Citigroup (NYSE: C), the most global financial services company, provides some 100 million consumers, corporations, governments and institutions in over 100 countries with a broad range of financial products and services, including consumer banking and credit, corporate and investment banking, insurance, securities brokerage and asset management. The 1998 merger of Citicorp and Travelers Group brought together such brand names as Citibank, Travelers, Salomon Smith Barney, CitiFinancial and Primerica under Citigroup’s trademark red umbrella. Additional information may be found at www.citigroup.com

Associates, established in 1918, is a leading diversified finance company providing consumer and commercial finance, leasing, insurance and related services worldwide. Associates, headquartered in Dallas, has operations in the United States and 13 international markets. For more information, visit Associates Web sites at www.theAssociates.com <http://www.theassociates.com>

Live Webcast Alert:

A webcast of a 10:30 a.m. investment community meeting to review the transaction will be available on the Citigroup website. To gain access to the webcast, which will be "listen-only," go to www.citigroup.com. Please log on to the website at approximately 10:15 a.m. A replay of the webcast will also be available at www.citigroup.com, as will a copy of the investment community presentation.

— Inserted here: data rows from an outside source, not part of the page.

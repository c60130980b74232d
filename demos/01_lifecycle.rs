/// lifecycle - every branch of the state machine, with structured logs
use loan_qualification_rs::{Lender, LenderError, LoanApplication, LoanStatus, Money};
use tracing_subscriber::EnvFilter;

fn init_logging() {
    let filter = EnvFilter::try_from_default_env().unwrap_or_else(|_| EnvFilter::new("debug"));
    let _ = tracing_subscriber::fmt()
        .with_env_filter(filter)
        .with_target(false)
        .compact()
        .try_init();
}

fn main() -> Result<(), Box<dyn std::error::Error>> {
    init_logging();
    println!("=== loan lifecycle ===\n");

    let lender = Lender::new(Money::from_minor(100_000))?;

    let full = lender.qualify_loan(LoanApplication::new(
        Money::from_minor(250_000), 21, 700, Money::from_minor(100_000),
    )?)?;
    let partial = lender.qualify_loan(LoanApplication::new(
        Money::from_minor(250_000), 30, 700, Money::from_minor(50_000),
    )?)?;
    let denied = lender.qualify_loan(LoanApplication::new(
        Money::from_minor(250_000), 37, 700, Money::from_minor(100_000),
    )?)?;

    println!("full:    {} -> lend {}", full.qualification(), full.loan_amount());
    println!("partial: {} -> lend {}", partial.qualification(), partial.loan_amount());
    println!("denied:  {} -> {}", denied.qualification(), denied.status());

    // not enough capital yet
    let held = lender.process(full.id())?;
    println!("\nprocessed with {} available: {}", lender.available_fund()?, held.status());

    // processing a denied loan is refused
    match lender.process(denied.id()) {
        Err(LenderError::InvalidState { .. }) => println!("denied loan refused: ok"),
        other => println!("unexpected: {:?}", other.map(|l| l.status())),
    }

    // top up, requeue and process again
    lender.add_fund(Money::from_minor(400_000))?;
    lender.retry(full.id())?;
    lender.process(full.id())?;
    lender.process(partial.id())?;
    println!(
        "\nafter top-up: available {}, pending {}",
        lender.available_fund()?,
        lender.pending_fund()?
    );

    lender.applicant_reply(full.id(), true)?;
    lender.applicant_reply(partial.id(), false)?;
    println!(
        "after replies: available {}, pending {}, disbursed {}",
        lender.available_fund()?,
        lender.pending_fund()?,
        lender.disbursed_fund()?
    );

    for status in LoanStatus::ALL {
        let count = lender.find(status)?.len();
        if count > 0 {
            println!("  {:<10} {}", status, count);
        }
    }

    println!("\nevents:");
    for event in lender.take_events()? {
        println!("  {:?}", event);
    }

    Ok(())
}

Media: Leah Johnson 212-559-9446

Analysts: Sheri Ptashek 212-559-4658

Fixed Income Analysts: Firoz Tarapore 212-793-8090

In connection with the proposed transaction, Associates will file a proxy statement with the Securities and Exchange Commission. Investors and security holders are advised to read the proxy statement when it becomes available because it will contain important information. Investors and security holders may obtain a free copy of the proxy statement (when available) and other documents filed by Associates with the SEC at the SEC's web site at www.sec.gov.

Free copies of the proxy statement (when available) and Associates other filings with the SEC may also be obtained from Associates. Free copies of Associates filings may be obtained by directing a request to Associates, 250 E. Carpenter Freeway, Irving, TX 75062, Attn.  General Counsel, 972-652-4000.

Associates and certain other persons referred to below may be deemed to be participants in the solicitations of proxies of Associates' shareholders to adopt the agreement providing for Citigroup's acquisition of Associates. The participants in the solicitation may include the directors and executive officers of Associates, who may have an interest in the transaction including as a result of holding shares or options of Associates. A detailed list of the names and interests of Associates' directors and executive officers is contained in Associates proxy statement for its 2000 Annual Meeting, which may be obtained without charge at the SEC's web site at www.sec.gov.